Oops didn’t mean to type strong twice.

Awwlookatmybabyspider Wed 01-Aug-18 02:47:54

He'll go through life like that ruining every relationship he has by cheating. He'll regret it, though 30 years down the line or so When he's a lonely old man. To a certain extent you reap what you sew.
flowers

TheRealKimmySchmidt63 Wed 01-Aug-18 03:00:39

So sorry thanks

mathanxiety Wed 01-Aug-18 03:10:43

flowers
I read your thread in Relationships.

You are a very brave woman and well done.

You are shaking now, but I hope you will come to see what happened tonight as a gift to you from the universe. You will never find yourself tossing and turning and wondering if you were overreacting, imagining things, too easily swayed by advice online, etc. You saw it with your own eyes and while you may feel terrible about that right now, nobody can take that away from you. Nobody can ever suggest to you that maybe it wasn't really the case that your exH was a piece of pond scum.

I agree once a cheater always a cheater and he will reap what he is now sowing.

I think you deserve a round of applause for having the presence to throw his stuff at him and shout/scream/curse - he was the one making a show of himself (along with the trollop in the car of course). Well done - don't think badly of yourself for your reaction. Nobody is giving out medals for 'dignity'. He is not worth the effort it would have taken you to take the high road.

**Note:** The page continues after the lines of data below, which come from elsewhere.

//! crates/slideshow_core/src/catalog/convert.rs
//!
//! Re-encodes large lossless photos as smaller JPEGs. Destructive: the source
//! file is removed once the JPEG has been written.

use crate::error::{SlideshowError, SlideshowResult};
use image::codecs::jpeg::JpegEncoder;
use image::imageops::FilterType;
use image::metadata::Orientation;
use image::{DynamicImage, ImageDecoder, ImageReader};
use std::fs::{self, File};
use std::io::{self, BufWriter};
use std::path::{Path, PathBuf};
use tracing::debug;

pub const CONVERTIBLE_EXTENSIONS: [&str; 5] = ["png", "bmp", "tif", "tiff", "webp"];
pub const SCALE_FACTOR: f32 = 0.8;
pub const JPEG_QUALITY: u8 = 75;

fn image_error(err: image::ImageError) -> SlideshowError {
    SlideshowError::Io(io::Error::new(io::ErrorKind::InvalidData, err))
}

pub fn is_convertible(path: &Path) -> bool {
    path.extension()
        .and_then(|e| e.to_str())
        .is_some_and(|e| CONVERTIBLE_EXTENSIONS.iter().any(|c| c.eq_ignore_ascii_case(e)))
}

fn scaled(dimension: u32) -> u32 {
    ((dimension as f32) * SCALE_FACTOR).round().max(1.0) as u32
}

/// `<stem>.jpg` next to `source`, numbered if that name is taken.
fn jpeg_destination(source: &Path) -> PathBuf {
    let stem = source
        .file_stem()
        .map(|s| s.to_string_lossy().into_owned())
        .unwrap_or_default();
    let dir = source.parent().unwrap_or_else(|| Path::new("."));
    let first = dir.join(format!("{}.jpg", stem));
    if !first.exists() {
        return first;
    }
    (1..)
        .map(|n| dir.join(format!("{}_{}.jpg", stem, n)))
        .find(|p| !p.exists())
        .unwrap_or(first)
}

/// Auto-orients, scales and re-encodes `source`, then deletes it. Returns the new file.
pub fn convert_file(source: &Path) -> SlideshowResult<PathBuf> {
    let mut decoder = ImageReader::open(source)?
        .with_guessed_format()?
        .into_decoder()
        .map_err(image_error)?;
    let orientation = decoder.orientation().unwrap_or(Orientation::NoTransforms);
    let mut image = DynamicImage::from_decoder(decoder).map_err(image_error)?;
    image.apply_orientation(orientation);

    let resized = image.resize_exact(
        scaled(image.width()),
        scaled(image.height()),
        FilterType::Lanczos3,
    );

    let destination = jpeg_destination(source);
    let writer = BufWriter::new(File::create(&destination)?);
    let encoder = JpegEncoder::new_with_quality(writer, JPEG_QUALITY);
    if let Err(e) = resized.to_rgb8().write_with_encoder(encoder) {
        let _ = fs::remove_file(&destination);
        return Err(image_error(e));
    }

    fs::remove_file(source)?;
    debug!(from = %source.display(), to = %destination.display(), "Converted photo");
    Ok(destination)
}
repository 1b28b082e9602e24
pub mod adapters;
pub mod config;
pub mod error;
pub mod web;
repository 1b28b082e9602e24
//! services/api/src/web/state.rs
//!
//! Defines the application's shared state.

use slideshow_core::SlideshowPipeline;
use std::sync::Arc;
use tokio::sync::RwLock;

//=========================================================================================
// AppState (Shared Across All Requests)
//=========================================================================================

/// The shared application state, created once at startup and passed to all handlers.
pub struct AppState {
    pub pipeline: Arc<SlideshowPipeline>,
    /// Refresh and delete hold the write half; listing holds the read half so it
    /// never sees a half-replaced photo directory.
    pub refresh_lock: RwLock<()>,
}

impl AppState {
    pub fn new(pipeline: Arc<SlideshowPipeline>) -> Self {
        Self {
            pipeline,
            refresh_lock: RwLock::new(()),
        }
    }
}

PurpleFlower1983 Wed 01-Aug-18 06:09:53

You are well rid of the bastard.

Shoxfordian Wed 01-Aug-18 06:29:53

I read your other post.
Well done for finding out the truth and you can now move on without him in your life anymore. Take care of yourself op

ScotsLamb Sat 11-Aug-18 10:48:14

I’m gutted for you. At least you know it wasn’t all in your head and I’m glad you chucked him out.
Hopefully you can build your life up to be better than it ever was with him.